Roggeveen, navegante holandés, descubrió una insólita cultura en la soledad del océano. Instalada allí desde hacía doce siglos, era una de las comunidades más aisladas del mundo: unas 3.000 personas reunidas en un terreno árido y sin saber lo que ocurría más allá de la línea del horizonte. Y lo extraño era que en medio de la tierra pobre y sin árboles, y junto a la desolación del paisaje, había unas inmensas estatuas de piedra, la mayoría de las cuales se encontraba caída en el suelo.

Un pueblo misterioso

Las enormes estatuas de piedra tendidas sobre la tierra que encontraron los navegantes europeos en esa pequeña isla perdida en el centro del Pacífico, los llevó a hacerse innumerables preguntas. ¿De dónde venían estos habitantes? ¿Cómo habían podido sus antepasados esculpir esas estatuas tan enormes? ¿Por qué habían sido derribadas?

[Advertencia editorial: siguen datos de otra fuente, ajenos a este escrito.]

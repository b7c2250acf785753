//! Persistence for the pipeline's two durable records: the mail sync
//! cursor and the submitted-delivery ledger.

pub mod libsql_backend;
pub mod migrations;
pub mod traits;

pub use libsql_backend::LibSqlStore;
pub use traits::{CURSOR_KEY, Store, SubmittedDelivery};
use std::sync::Arc;

use parcel_watch::carriers::CarrierRegistry;
use parcel_watch::classify::CandidateClassifier;
use parcel_watch::config::{ExtractionConfig, JmapConfig, RegistryConfig, SubmitConfig};
use parcel_watch::extraction::HttpExtractor;
use parcel_watch::jmap::{JmapClient, JmapMailSource, spawn_listener};
use parcel_watch::pipeline::DeliveryPipeline;
use parcel_watch::store::{LibSqlStore, Store};
use parcel_watch::submit::{ParcelClient, SubmissionGate};

#[tokio::main]
async fn main() -> anyhow::Result<()> {
    // Initialize tracing
    tracing_subscriber::fmt()
        .with_env_filter(
            tracing_subscriber::EnvFilter::try_from_default_env()
                .unwrap_or_else(|_| tracing_subscriber::EnvFilter::new("info")),
        )
        .with_target(false)
        .init();

    let jmap_config = JmapConfig::from_env().unwrap_or_else(|| {
        eprintln!("Error: PARCEL_WATCH_JMAP_SESSION_URL not set");
        std::process::exit(1);
    });
    let submit_config = SubmitConfig::from_env().unwrap_or_else(|| {
        eprintln!("Error: PARCEL_WATCH_PARCEL_API_KEY not set");
        std::process::exit(1);
    });
    let extraction_config = ExtractionConfig::from_env().unwrap_or_else(|| {
        eprintln!("Error: PARCEL_WATCH_EXTRACTOR_URL not set");
        std::process::exit(1);
    });
    let registry_config = RegistryConfig::from_env();

    eprintln!("📦 Parcel Watch v{}", env!("CARGO_PKG_VERSION"));

    // ── Database ────────────────────────────────────────────────────
    let db_path = std::env::var("PARCEL_WATCH_DB_PATH")
        .unwrap_or_else(|_| "./data/parcel-watch.db".to_string());
    let store: Arc<dyn Store> = Arc::new(
        LibSqlStore::new_local(std::path::Path::new(&db_path))
            .await
            .unwrap_or_else(|e| {
                eprintln!("Error: Failed to open database at {db_path}: {e}");
                std::process::exit(1);
            }),
    );
    eprintln!("   Database: {db_path}");

    // One HTTP client for every outbound call; timeouts are set
    // per-request (the event stream must stay open indefinitely).
    let http = reqwest::Client::new();

    // ── Mail access ─────────────────────────────────────────────────
    let jmap = Arc::new(JmapClient::connect(http.clone(), &jmap_config).await?);
    let mail = Arc::new(JmapMailSource::new(Arc::clone(&jmap)));

    // ── Pipeline components ─────────────────────────────────────────
    let registry = Arc::new(CarrierRegistry::new(http.clone(), &registry_config));
    let classifier = CandidateClassifier::new(Arc::clone(&registry));
    let extractor = Arc::new(HttpExtractor::new(http.clone(), extraction_config));
    let parcel_api = Arc::new(ParcelClient::new(http.clone(), submit_config));
    let gate = SubmissionGate::new(
        Arc::clone(&store),
        Arc::clone(&registry),
        parcel_api,
    );

    let pipeline = Arc::new(DeliveryPipeline::new(
        mail,
        store,
        classifier,
        extractor,
        registry,
        gate,
    ));

    // ── Event listener ──────────────────────────────────────────────
    // The callback must not block: spawn the pass and return. Overlapping
    // triggers are dropped by the pipeline's own re-entrancy guard.
    let trigger_pipeline = Arc::clone(&pipeline);
    let listener = spawn_listener(jmap, move |_account_id| {
        let pipeline = Arc::clone(&trigger_pipeline);
        tokio::spawn(async move {
            pipeline.on_mail_state_change().await;
        });
    });

    // Process anything that arrived while we were down.
    pipeline.on_mail_state_change().await;

    tokio::signal::ctrl_c().await?;
    listener.close();
    Ok(())
}
//! Minimal JMAP client: session bootstrap and method-call batches.
//!
//! This is not a general JMAP implementation; it covers exactly what the
//! pipeline needs — `Email/get`, `Email/changes` with a back-reference,
//! and the event-source URL from the session document.

use std::collections::HashMap;
use std::time::Duration;

use secrecy::{ExposeSecret, SecretString};
use serde::Deserialize;
use serde_json::{Value, json};

use crate::config::JmapConfig;
use crate::error::MailError;

const CORE_CAPABILITY: &str = "urn:ietf:params:jmap:core";
const MAIL_CAPABILITY: &str = "urn:ietf:params:jmap:mail";

/// Request timeout for session and method calls. The event stream is
/// long-lived and sets no timeout.
const REQUEST_TIMEOUT: Duration = Duration::from_secs(15);

/// JMAP session document, fetched once at startup.
#[derive(Debug, Clone, Deserialize)]
#[serde(rename_all = "camelCase")]
struct SessionResource {
    api_url: String,
    event_source_url: String,
    primary_accounts: HashMap<String, String>,
}

/// Authenticated JMAP endpoint bound to the primary mail account.
pub struct JmapClient {
    http: reqwest::Client,
    token: SecretString,
    api_url: String,
    event_source_url: String,
    account_id: String,
}

impl JmapClient {
    /// Fetch the session document and bind to the primary mail account.
    pub async fn connect(http: reqwest::Client, config: &JmapConfig) -> Result<Self, MailError> {
        let response = http
            .get(&config.session_url)
            .bearer_auth(config.token.expose_secret())
            .timeout(REQUEST_TIMEOUT)
            .send()
            .await
            .map_err(|e| MailError::Session(e.to_string()))?;

        let status = response.status();
        if status.as_u16() == 401 || status.as_u16() == 403 {
            return Err(MailError::AuthFailed {
                status: status.as_u16(),
            });
        }
        if !status.is_success() {
            return Err(MailError::Session(format!("HTTP {}", status.as_u16())));
        }

        let session: SessionResource = response
            .json()
            .await
            .map_err(|e| MailError::InvalidResponse(format!("session: {e}")))?;

        let account_id = session
            .primary_accounts
            .get(MAIL_CAPABILITY)
            .cloned()
            .ok_or_else(|| {
                MailError::InvalidResponse("session has no primary mail account".into())
            })?;

        tracing::info!(account_id = %account_id, "JMAP session established");
        Ok(Self {
            http,
            token: config.token.clone(),
            api_url: session.api_url,
            event_source_url: session.event_source_url,
            account_id,
        })
    }

    pub fn account_id(&self) -> &str {
        &self.account_id
    }

    /// Authorization header value for requests made outside this client
    /// (the event-stream GET).
    pub fn auth_header(&self) -> String {
        format!("Bearer {}", self.token.expose_secret())
    }

    pub fn http(&self) -> &reqwest::Client {
        &self.http
    }

    /// Event-source URL for Email state changes: server push, no
    /// close-after, 60 s keepalive pings.
    pub fn event_stream_url(&self) -> String {
        self.event_source_url
            .replace("{types}", "Email")
            .replace("{closeafter}", "no")
            .replace("{ping}", "60")
    }

    /// Execute a batch of method calls in one request.
    ///
    /// Calls are assigned ids `c0`, `c1`, … in order, so later calls may
    /// back-reference earlier ones (`{"resultOf": "c0", …}`). Returns the
    /// response arguments in call order.
    pub async fn request(&self, calls: &[(&str, Value)]) -> Result<Vec<Value>, MailError> {
        let method_calls: Vec<Value> = calls
            .iter()
            .enumerate()
            .map(|(i, (name, args))| json!([name, args, format!("c{i}")]))
            .collect();
        let body = json!({
            "using": [CORE_CAPABILITY, MAIL_CAPABILITY],
            "methodCalls": method_calls,
        });

        let response = self
            .http
            .post(&self.api_url)
            .bearer_auth(self.token.expose_secret())
            .timeout(REQUEST_TIMEOUT)
            .json(&body)
            .send()
            .await
            .map_err(|e| MailError::Request(e.to_string()))?;

        let status = response.status();
        if status.as_u16() == 401 || status.as_u16() == 403 {
            return Err(MailError::AuthFailed {
                status: status.as_u16(),
            });
        }
        if !status.is_success() {
            return Err(MailError::Request(format!("HTTP {}", status.as_u16())));
        }

        let value: Value = response
            .json()
            .await
            .map_err(|e| MailError::InvalidResponse(e.to_string()))?;
        parse_method_responses(&value)
    }
}

/// Pull the response arguments out of a JMAP response envelope, mapping
/// method-level errors to `MailError`.
fn parse_method_responses(value: &Value) -> Result<Vec<Value>, MailError> {
    let responses = value["methodResponses"]
        .as_array()
        .ok_or_else(|| MailError::InvalidResponse("missing methodResponses".into()))?;

    let mut results = Vec::with_capacity(responses.len());
    for response in responses {
        let name = response[0]
            .as_str()
            .ok_or_else(|| MailError::InvalidResponse("unnamed method response".into()))?;
        let args = &response[1];

        if name == "error" {
            let error_type = args["type"].as_str().unwrap_or("unknown");
            if error_type == "cannotCalculateChanges" {
                return Err(MailError::CannotCalculateChanges);
            }
            return Err(MailError::Method {
                error_type: error_type.to_string(),
                description: args["description"].as_str().unwrap_or_default().to_string(),
            });
        }
        results.push(args.clone());
    }
    Ok(results)
}
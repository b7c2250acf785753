//! Configuration types, built from environment variables.

use std::time::Duration;

use secrecy::SecretString;

/// JMAP server configuration.
#[derive(Debug, Clone)]
pub struct JmapConfig {
    /// Session resource URL (e.g. `https://mail.example.com/.well-known/jmap`).
    pub session_url: String,
    /// Bearer token for the mail account.
    pub token: SecretString,
}

impl JmapConfig {
    /// Build config from environment variables.
    /// Returns `None` if `PARCEL_WATCH_JMAP_SESSION_URL` is not set.
    pub fn from_env() -> Option<Self> {
        let session_url = std::env::var("PARCEL_WATCH_JMAP_SESSION_URL").ok()?;
        let token = std::env::var("PARCEL_WATCH_JMAP_TOKEN").unwrap_or_default();
        Some(Self {
            session_url,
            token: SecretString::from(token),
        })
    }
}

/// Carrier registry configuration.
#[derive(Debug, Clone)]
pub struct RegistryConfig {
    /// URL returning the `code -> display name` carrier map.
    pub url: String,
    /// How long a fetched carrier list stays fresh.
    pub ttl: Duration,
}

impl Default for RegistryConfig {
    fn default() -> Self {
        Self {
            url: "https://api.parcel.app/external/supported_carriers.json".to_string(),
            ttl: Duration::from_secs(24 * 60 * 60),
        }
    }
}

impl RegistryConfig {
    pub fn from_env() -> Self {
        let mut config = Self::default();
        if let Ok(url) = std::env::var("PARCEL_WATCH_CARRIERS_URL") {
            config.url = url;
        }
        config
    }
}

/// Delivery submission API configuration.
#[derive(Debug, Clone)]
pub struct SubmitConfig {
    pub url: String,
    pub api_key: SecretString,
    pub timeout: Duration,
}

impl SubmitConfig {
    /// Returns `None` if `PARCEL_WATCH_PARCEL_API_KEY` is not set.
    pub fn from_env() -> Option<Self> {
        let api_key = std::env::var("PARCEL_WATCH_PARCEL_API_KEY").ok()?;
        let url = std::env::var("PARCEL_WATCH_PARCEL_URL")
            .unwrap_or_else(|_| "https://api.parcel.app/external/add-delivery/".to_string());
        Some(Self {
            url,
            api_key: SecretString::from(api_key),
            timeout: Duration::from_secs(10),
        })
    }
}

/// Extraction service configuration.
#[derive(Debug, Clone)]
pub struct ExtractionConfig {
    pub url: String,
    pub api_key: SecretString,
    pub timeout: Duration,
}

impl ExtractionConfig {
    /// Returns `None` if `PARCEL_WATCH_EXTRACTOR_URL` is not set.
    pub fn from_env() -> Option<Self> {
        let url = std::env::var("PARCEL_WATCH_EXTRACTOR_URL").ok()?;
        let api_key = std::env::var("PARCEL_WATCH_EXTRACTOR_API_KEY").unwrap_or_default();
        Some(Self {
            url,
            api_key: SecretString::from(api_key),
            timeout: Duration::from_secs(15),
        })
    }
}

Desde entonces investigadores y científicos de todo el mundo intentaron reconstruir la historia de esa pequeña isla descubierta por Roggeveen.


¿De china al Pacífico?

Como sucede siempre en el mundo, a los investigadores serios se sumaron periodistas y falsos científicos que trataron de demostrar que esas gigantescas estatuas de piedra habían sido colocadas allí por extraterrestres. Pero la verdad es otra: hoy se piensa que los antepasados de los pascuenses vinieron de China hace unos 6.000 años, y se sabe que esas enormes estatuas fueron esculpidas y puestas de pie por sus primitivos habitantes.

En 1971 una expedición científica dirigida por Juan Dausset llegó a Isla de Pascua para hacer un análisis genético de su población. El resultado del análisis no dejó ninguna duda sobre su origen mongoloide, al igual que el resto de los polinesios.


¿A quiénes representaban estas estatuas?

Según François Dederen, especialista en las estatuas de la Isla de Pascua, estas figuras representaban a un jefe fallecido o a un familiar importante. Se les daba el nombre de moáis y jugaban un papel primordial en la comunidad pascuense. Ellas eran el lazo que los unía con las fuerzas misteriosas del más allá: cuando dos pueblos se declaraban la guerra, los vencedores derribaban los moáis de los vencidos. Privados de sus moáis, el pueblo perdía su alma; es decir, dejaba de existir.